| What the exercise asks |
Where the string "data" shows up in a line of the records, copy that line.

[Stored items]
-=-=-=-=-

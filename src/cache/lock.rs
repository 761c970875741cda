use std::sync::{RwLock, RwLockReadGuard, RwLockWriteGuard};

use tracing::warn;

/// Acquire a read guard, recovering the data if a writer panicked.
pub(crate) fn rw_read<'a, T>(
    lock: &'a RwLock<T>,
    target: &'static str,
    op: &'static str,
) -> RwLockReadGuard<'a, T> {
    lock.read().unwrap_or_else(|poisoned| {
        report_poisoned(target, op, "rwlock.read");
        poisoned.into_inner()
    })
}

/// Acquire a write guard, recovering the data if a writer panicked.
pub(crate) fn rw_write<'a, T>(
    lock: &'a RwLock<T>,
    target: &'static str,
    op: &'static str,
) -> RwLockWriteGuard<'a, T> {
    lock.write().unwrap_or_else(|poisoned| {
        report_poisoned(target, op, "rwlock.write");
        poisoned.into_inner()
    })
}

fn report_poisoned(target: &'static str, op: &'static str, lock_kind: &'static str) {
    warn!(
        op,
        target_module = target,
        lock_kind,
        result = "poisoned_recovered",
        "Recovered from poisoned query cache lock; entries may be stale until the next invalidation"
    );
}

-=-=-=-=-

| Your response |
/// Acquire a read guard, recovering the data if a writer panicked.
/// Acquire a write guard, recovering the data if a writer panicked.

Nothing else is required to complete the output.